▸ **WORK TO COMPLETE**
Starting at the first line of the entries below, output every line exactly, up to and including the line with "under the uniform".

▸ **MATERIAL SUPPLIED**
===============

//! Table loading from delimited text files
//!
//! This module drives the end-to-end load: it opens the source path, splits
//! each line into fields, converts the numeric fields under the uniform
//! zero-fill policy, and inserts records into the table as they are read.

use super::ZipCodeTable;
use super::metadata::{LoadOutcome, LoadStats};
use crate::app::models::Coordinate;
use crate::app::services::field_parser::{parse_degrees, parse_zip_code, split_fields};
use crate::config::LoaderConfig;
use crate::{Error, Result};
use std::fs::File;
use std::io::{BufRead, BufReader};
use std::path::Path;
use std::time::Instant;
use tracing::{debug, info, warn};

impl ZipCodeTable {
    /// Load zip codes from a table file using the default format
    ///
    /// Comma-delimited records, at least four fields per line:
    /// `zip,<ignored>,latitude,longitude,...`. See
    /// [`load_zip_codes_with_config`](ZipCodeTable::load_zip_codes_with_config).
    pub fn load_zip_codes(&mut self, path: impl AsRef<Path>) -> LoadOutcome {
        self.load_zip_codes_with_config(path, &LoaderConfig::default())
    }

    /// Load zip codes from a table file
    ///
    /// Opens `path` for reading and inserts one record per line as it is
    /// read, streaming rather than batching. Repeated loads append into the
    /// same table; duplicate keys overwrite.
    ///
    /// Failure is reported through the returned [`LoadOutcome`] rather than
    /// an error value: when the path cannot be opened the outcome carries the
    /// underlying OS error description and the table is left unchanged.
    /// Malformed lines never fail the load; missing or non-numeric fields are
    /// zero-filled and counted in the outcome statistics.
    ///
    /// The file handle is released when the read phase ends, on every exit
    /// path.
    pub fn load_zip_codes_with_config(
        &mut self,
        path: impl AsRef<Path>,
        config: &LoaderConfig,
    ) -> LoadOutcome {
        let path = path.as_ref();
        info!("Loading zip code table from {}", path.display());

        if let Err(e) = config.validate() {
            warn!("Rejected loader configuration: {}", e);
            return LoadOutcome::failed(e.to_string());
        }

        let file = match File::open(path) {
            Ok(file) => file,
            Err(e) => {
                let error = Error::table_source(path.display().to_string(), e);
                warn!("{}", error);
                return LoadOutcome::failed(error.to_string());
            }
        };

        match self.read_records(BufReader::new(file), config) {
            Ok(stats) => {
                info!("{} from {}", stats.summary(), path.display());
                LoadOutcome::succeeded(
                    format!(
                        "Loaded {} zip codes from '{}'",
                        stats.records_loaded,
                        path.display()
                    ),
                    stats,
                )
            }
            Err(e) => {
                warn!("Load of {} failed: {}", path.display(), e);
                LoadOutcome::failed(format!(
                    "An error occurred while reading '{}': {}",
                    path.display(),
                    e
                ))
            }
        }
    }

    /// Read records from an open source and insert them streaming-style
    ///
    /// One record per line: the configured positions carry the zip code,
    /// latitude, and longitude. Short lines are zero-filled uniformly; a line
    /// with no fields at all produces no record.
    pub(crate) fn read_records<R: BufRead>(
        &mut self,
        reader: R,
        config: &LoaderConfig,
    ) -> Result<LoadStats> {
        let start = Instant::now();
        let mut stats = LoadStats::new();

        for line in reader.lines() {
            let line =
                line.map_err(|e| Error::io("Failed to read line from zip code table", e))?;
            stats.lines_read += 1;

            let fields = split_fields(&line, config.delimiter);
            if fields.is_empty() {
                continue;
            }

            if fields.len() < config.min_field_count {
                stats.short_lines += 1;
                debug!(
                    "Zero-filling short line {}: {} fields, expected at least {}",
                    stats.lines_read,
                    fields.len(),
                    config.min_field_count
                );
            }

            let zip_code = zip_or_zero(
                field_at(&fields, config.zip_code_field),
                stats.lines_read,
                &mut stats,
            );
            let coordinate = Coordinate::new(
                degrees_or_zero(
                    field_at(&fields, config.latitude_field),
                    stats.lines_read,
                    &mut stats,
                ),
                degrees_or_zero(
                    field_at(&fields, config.longitude_field),
                    stats.lines_read,
                    &mut stats,
                ),
            );

            self.entries.insert(zip_code, coordinate);
            stats.records_loaded += 1;
        }

        stats.load_duration = start.elapsed();
        Ok(stats)
    }
}

/// Get the field at `index`, reading missing positions as empty
fn field_at(fields: &[String], index: usize) -> &str {
    fields.get(index).map(String::as_str).unwrap_or("")
}

/// Lenient zip code conversion: non-numeric text is counted and becomes 0
fn zip_or_zero(field: &str, line_number: usize, stats: &mut LoadStats) -> i32 {
    match parse_zip_code(field) {
        Some(zip_code) => zip_code,
        None => {
            if !field.is_empty() {
                stats.malformed_fields += 1;
                warn!(
                    "Non-numeric zip code '{}' on line {}, substituting 0",
                    field, line_number
                );
            }
            0
        }
    }
}

/// Lenient degree conversion: non-numeric text is counted and becomes 0.0
fn degrees_or_zero(field: &str, line_number: usize, stats: &mut LoadStats) -> f64 {
    match parse_degrees(field) {
        Some(degrees) => degrees,
        None => {
            if !field.is_empty() {
                stats.malformed_fields += 1;
                warn!(
                    "Non-numeric coordinate field '{}' on line {}, substituting 0.0",
                    field, line_number
                );
            }
            0.0
        }
    }
}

===============

▸ **ANSWER**
//! Table loading from delimited text files
//!
//! This module drives the end-to-end load: it opens the source path, splits
//! each line into fields, converts the numeric fields under the uniform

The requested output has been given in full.